The material was washed off the firefighters, who were taken to a nearby medical facility as a precaution, she said.
Initial assessments showed they did not inhale the radioactive material and were not injured, Miller added.
None of the radioactive material was detected outside of the building where the rupture occurred, she said.
Federal officials said it’s the first known rupture of a barrel containing radioactive sludge at the site but might not be the last.
That’s because secretive record-keeping during the Cold War makes it hard for officials to know the exact contents of similar barrels, said Idaho National Laboratory Joint Information Center spokesman Don Miley.

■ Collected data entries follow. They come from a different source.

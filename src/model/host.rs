//! Host model: CPU-time and thread-on-CPU facts supplied by other analyses.
//!
//! A [`CompositeHostModel`] holds an explicitly owned list of providers.
//! Queries use a first-responder policy: providers are asked in registration
//! order and the first answer that is not a sentinel wins. Answers are never
//! summed across providers.

use crate::utils::config::{TIME_UNKNOWN, UNKNOWN_TID};
use log::debug;
use std::sync::atomic::{AtomicU64, Ordering};
use std::sync::{Arc, PoisonError, RwLock};

/// Source of the CPU time a thread spent in a time range
pub trait CpuTimeProvider: Send + Sync {
    /// CPU time of `tid` within `[start, end)`, or `TIME_UNKNOWN`
    fn cpu_time(&self, tid: i32, start: i64, end: i64) -> i64;
}

/// Source of the thread running on a CPU at a given time
pub trait ThreadOnCpuProvider: Send + Sync {
    /// Thread running on `cpu` at `time`, or `UNKNOWN_TID`
    fn thread_on_cpu_at(&self, cpu: u32, time: i64) -> i32;
}

/// Read-only view over the facts known about one host
pub trait HostModel: Send + Sync {
    /// CPU time of `tid` within `[start, end)`, or `TIME_UNKNOWN`
    fn cpu_time(&self, tid: i32, start: i64, end: i64) -> i64;

    /// Thread running on `cpu` at `time`, or `UNKNOWN_TID`
    fn thread_on_cpu(&self, cpu: u32, time: i64) -> i32;
}

/// Identifier returned when a provider is registered
#[derive(Debug, Clone, Copy, PartialEq, Eq, Hash)]
pub struct ProviderId(u64);

struct Registered<P: ?Sized> {
    id: ProviderId,
    provider: Arc<P>,
}

/// Host model composed of registered providers
#[derive(Default)]
pub struct CompositeHostModel {
    cpu_time_providers: RwLock<Vec<Registered<dyn CpuTimeProvider>>>,
    thread_on_cpu_providers: RwLock<Vec<Registered<dyn ThreadOnCpuProvider>>>,
    next_id: AtomicU64,
}

impl CompositeHostModel {
    pub fn new() -> Self {
        Self::default()
    }

    fn next_provider_id(&self) -> ProviderId {
        ProviderId(self.next_id.fetch_add(1, Ordering::Relaxed))
    }

    /// Register a CPU time provider, queried after those already present
    pub fn register_cpu_time_provider(&self, provider: Arc<dyn CpuTimeProvider>) -> ProviderId {
        let id = self.next_provider_id();
        self.cpu_time_providers
            .write()
            .unwrap_or_else(PoisonError::into_inner)
            .push(Registered { id, provider });
        debug!("Registered CPU time provider {:?}", id);
        id
    }

    /// Register a thread-on-CPU provider, queried after those already present
    pub fn register_thread_on_cpu_provider(
        &self,
        provider: Arc<dyn ThreadOnCpuProvider>,
    ) -> ProviderId {
        let id = self.next_provider_id();
        self.thread_on_cpu_providers
            .write()
            .unwrap_or_else(PoisonError::into_inner)
            .push(Registered { id, provider });
        debug!("Registered thread-on-CPU provider {:?}", id);
        id
    }

    /// Remove a provider of either kind
    ///
    /// # Returns
    /// `true` if a provider with this id was registered
    pub fn unregister(&self, id: ProviderId) -> bool {
        let removed_cpu = remove_provider(&self.cpu_time_providers, id);
        let removed_thread = remove_provider(&self.thread_on_cpu_providers, id);
        if removed_cpu || removed_thread {
            debug!("Unregistered provider {:?}", id);
        }
        removed_cpu || removed_thread
    }

    pub fn cpu_time_provider_count(&self) -> usize {
        self.cpu_time_providers
            .read()
            .unwrap_or_else(PoisonError::into_inner)
            .len()
    }

    pub fn thread_on_cpu_provider_count(&self) -> usize {
        self.thread_on_cpu_providers
            .read()
            .unwrap_or_else(PoisonError::into_inner)
            .len()
    }

    pub fn is_empty(&self) -> bool {
        self.cpu_time_provider_count() == 0 && self.thread_on_cpu_provider_count() == 0
    }
}

fn remove_provider<P: ?Sized>(providers: &RwLock<Vec<Registered<P>>>, id: ProviderId) -> bool {
    let mut providers = providers.write().unwrap_or_else(PoisonError::into_inner);
    let before = providers.len();
    providers.retain(|registered| registered.id != id);
    providers.len() != before
}

impl HostModel for CompositeHostModel {
    fn cpu_time(&self, tid: i32, start: i64, end: i64) -> i64 {
        let providers = self
            .cpu_time_providers
            .read()
            .unwrap_or_else(PoisonError::into_inner);
        providers
            .iter()
            .map(|registered| registered.provider.cpu_time(tid, start, end))
            .find(|&cpu_time| cpu_time != TIME_UNKNOWN)
            .unwrap_or(TIME_UNKNOWN)
    }

    fn thread_on_cpu(&self, cpu: u32, time: i64) -> i32 {
        let providers = self
            .thread_on_cpu_providers
            .read()
            .unwrap_or_else(PoisonError::into_inner);
        providers
            .iter()
            .map(|registered| registered.provider.thread_on_cpu_at(cpu, time))
            .find(|&tid| tid != UNKNOWN_TID)
            .unwrap_or(UNKNOWN_TID)
    }
}

impl std::fmt::Debug for CompositeHostModel {
    fn fmt(&self, f: &mut std::fmt::Formatter<'_>) -> std::fmt::Result {
        f.debug_struct("CompositeHostModel")
            .field("cpu_time_providers", &self.cpu_time_provider_count())
            .field("thread_on_cpu_providers", &self.thread_on_cpu_provider_count())
            .finish()
    }
}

The barrel contains a mixture of fluids and solvents that came from nuclear weapons production at the Rocky Flats Plant near Denver.
Officials during the Cold War were extremely secretive about the contents of the barrels for fear that the process of making nuclear weapons could be revealed if the contents were known, Miley said.

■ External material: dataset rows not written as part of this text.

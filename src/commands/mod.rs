//! CLI command implementations.
//!
//! Each command is implemented in its own module.
//! Commands orchestrate the various library components to perform user tasks.

pub mod intervals;
pub mod models;
pub mod samples;
pub mod utils;

// Re-export main command functions
pub use intervals::{execute_intervals, load_elements, validate_intervals_args};
pub use models::{IntervalsArgs, SamplesArgs};
pub use samples::{execute_samples, validate_samples_args};
pub use utils::{display_schema, display_version, validate_report_file};
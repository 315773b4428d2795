//! Samples command implementation.
//!
//! The samples command:
//! 1. Reads folded stacks
//! 2. Aggregates them into a count tree
//! 3. Calculates hot paths
//! 4. Writes the report

use super::models::SamplesArgs;
use super::utils::{emit_report, validate_input_path, validate_top_paths};
use crate::aggregator::build_profiling_group;
use crate::output::{CallGraphReport, GroupSummary};
use anyhow::{Context, Result};
use log::{debug, info};
use std::fs::File;
use std::io::BufReader;
use std::time::Instant;

/// Execute the samples command
///
/// **Public** - main entry point called from main.rs
///
/// # Returns
/// The report that was written
///
/// # Errors
/// * Input file missing or malformed
/// * File write errors
pub fn execute_samples(args: &SamplesArgs) -> Result<CallGraphReport> {
    let start_time = Instant::now();

    info!("Aggregating stack samples from: {}", args.input.display());

    let file = File::open(&args.input)
        .with_context(|| format!("Failed to open {}", args.input.display()))?;
    let group = build_profiling_group(&args.name, BufReader::new(file), args.order)
        .context("Failed to aggregate stack samples")?;

    debug!(
        "Aggregated {} samples into {} top-level frames",
        group.sample_count(),
        group.group().children().count()
    );

    let summary = GroupSummary::from_group(group.group(), args.top_paths);
    info!("Sample distribution: {}", summary.distribution.summary());

    let report = CallGraphReport::new(vec![summary], true);
    emit_report(&report, args.output.as_deref(), args.print_summary, args.top_paths)?;

    info!(
        "Samples aggregated in {:.2}s",
        start_time.elapsed().as_secs_f64()
    );
    Ok(report)
}

/// Validate samples arguments
///
/// **Public** - can be called before execute_samples for early validation
pub fn validate_samples_args(args: &SamplesArgs) -> Result<()> {
    validate_input_path(&args.input)?;

    if args.name.trim().is_empty() {
        anyhow::bail!("Group name cannot be empty");
    }

    validate_top_paths(args.top_paths)
}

A preliminary theory about the cause of the rupture is that radioactive decay made the barrel heat up and ignite particles of uranium, he said.

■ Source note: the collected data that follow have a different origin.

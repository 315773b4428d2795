//! Callgraph Studio CLI
//!
//! Aggregates interval traces and sampled stacks into call graphs.
//! Writes versioned JSON reports and text summaries.

use anyhow::Result;
use clap::{Parser, Subcommand};
use env_logger::Env;
use std::path::PathBuf;

use callgraph_studio::aggregator::FrameOrder;
use callgraph_studio::callgraph::GroupBy;
use callgraph_studio::commands::{
    display_schema, display_version, execute_intervals, execute_samples, validate_intervals_args,
    validate_report_file, validate_samples_args, IntervalsArgs, SamplesArgs,
};

/// Callgraph Studio - call graph aggregation for traces and samples
#[derive(Parser, Debug)]
#[command(name = "callgraph")]
#[command(version, about, long_about = None)]
struct Cli {
    /// Subcommand to execute
    #[command(subcommand)]
    command: Commands,

    /// Enable verbose logging
    #[arg(short, long, global = true)]
    verbose: bool,
}

/// Available commands
#[derive(Subcommand, Debug)]
enum Commands {
    /// Aggregate folded stack samples into a count tree
    Samples {
        /// Folded stack file
        #[arg(short, long)]
        input: PathBuf,

        /// Output path for the JSON report (stdout when omitted)
        #[arg(short, long)]
        output: Option<PathBuf>,

        /// Name of the resulting group
        #[arg(long, default_value = "samples")]
        name: String,

        /// Frames are listed innermost first
        #[arg(long)]
        leaf_first: bool,

        /// Number of top hot paths to include
        #[arg(long, default_value = "20")]
        top_paths: usize,

        /// Print text summary to stdout
        #[arg(long)]
        summary: bool,
    },

    /// Build a call graph from a JSON interval dump
    Intervals {
        /// Interval dump file
        #[arg(short, long)]
        input: PathBuf,

        /// Output path for the JSON report (stdout when omitted)
        #[arg(short, long)]
        output: Option<PathBuf>,

        /// Group elements by leaf, parent or all
        #[arg(long, default_value = "leaf")]
        group_by: GroupBy,

        /// Build elements on worker threads
        #[arg(long)]
        parallel: bool,

        /// Number of top hot paths to include
        #[arg(long, default_value = "20")]
        top_paths: usize,

        /// Print text summary to stdout
        #[arg(long)]
        summary: bool,
    },

    /// Validate a report JSON file
    Validate {
        /// Path to report JSON file
        #[arg(short, long)]
        file: PathBuf,
    },

    /// Display schema information
    Schema {
        /// Show full schema details
        #[arg(long)]
        show: bool,
    },

    /// Display version information
    Version,
}

fn main() -> Result<()> {
    // Parse CLI arguments
    let cli = Cli::parse();

    // Setup logging
    let log_level = if cli.verbose { "debug" } else { "info" };
    env_logger::Builder::from_env(Env::default().default_filter_or(log_level)).init();

    match cli.command {
        Commands::Samples {
            input,
            output,
            name,
            leaf_first,
            top_paths,
            summary,
        } => {
            let args = SamplesArgs {
                input,
                output,
                name,
                order: if leaf_first {
                    FrameOrder::LeafFirst
                } else {
                    FrameOrder::RootFirst
                },
                top_paths,
                print_summary: summary,
            };

            validate_samples_args(&args)?;
            execute_samples(&args)?;
        }

        Commands::Intervals {
            input,
            output,
            group_by,
            parallel,
            top_paths,
            summary,
        } => {
            let args = IntervalsArgs {
                input,
                output,
                group_by,
                parallel,
                top_paths,
                print_summary: summary,
            };

            validate_intervals_args(&args)?;
            execute_intervals(&args)?;
        }

        Commands::Validate { file } => {
            validate_report_file(file)?;
        }

        Commands::Schema { show } => {
            display_schema(show);
        }

        Commands::Version => {
            display_version();
        }
    }

    Ok(())
}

“They haven’t run into anything like this actually happening,” he said. “They’ve got a really good idea of what’s in (the barrels), but they might not always know the concentrations.”
He said an investigation will try to determine if there are other barrels at risk of rupturing.
Workers entering the structure, even before the breach, must use self-contained breathing apparatus and wear full protective clothing. Officials said no radiation has been detected outside the structure, which has special filters to prevent radioactive particles from escaping.
It’s not clear how many barrels are in the earthen-floor structure that’s 380 feet long and 165 feet wide. The barrel that ruptured had been moved to the containment structure in preparation for shipment to the Waste Isolation Pilot Plant near Carlsbad, New Mexico.
At the underground repository in 2014, a barrel of radioactive waste ruptured after being inappropriately packed at Los Alamos National Laboratory, another of the nation’s nuclear research labs. The waste had been mixed with organic cat litter to absorb moisture, resulting in a chemical reaction.
The incident resulted in a radiation release that forced the closure of the repository for nearly three years and prompted an expensive recovery effort and a major policy overhaul for handling Cold War-era waste.
The sprawling Idaho site in high-desert sagebrush steppe sits atop the giant Eastern Snake Plain Aquifer that’s used by cities for drinking water and farmers for irrigation. The area is near the striking 7,550-foot Big Southern Butte, which has a road to the top for adventurous drivers.
The site has been used for nuclear waste disposal and storage beginning in the 1950s. The federal government has been cleaning it up following court battles and several agreements with Idaho in the 1990s amid concerns by state officials that Idaho was becoming the nation’s nuclear waste dump.
The Energy Department has already missed several deadlines under those agreements involving moving nuclear waste out of Idaho and has paid about $3.5 million in fines.
Idaho is also preventing research quantities of spent nuclear fuel from entering the state to be analyzed by Idaho National Laboratory scientists due to a missed deadline.
The federal agency also faces deadlines concerning waste stored in barrels, and the radioactive release and investigation could slow the process of moving that waste out of state.
The Energy Department has floated the idea of bringing in more nuclear waste from Hanford in Washington state for treatment at a $500 million facility at the Idaho site.
Idaho Attorney General Lawrence Wasden on Thursday declined to comment on the situation.
Wendy Wilson of the Snake River Alliance, an Idaho-based nuclear watchdog group, said the incident is a reminder of why the state should not allow more nuclear waste to be shipped into Idaho for treatment.
“It sure demonstrates how much things can go wrong when you’re dealing with waste that hasn’t been fully assessed,” she said.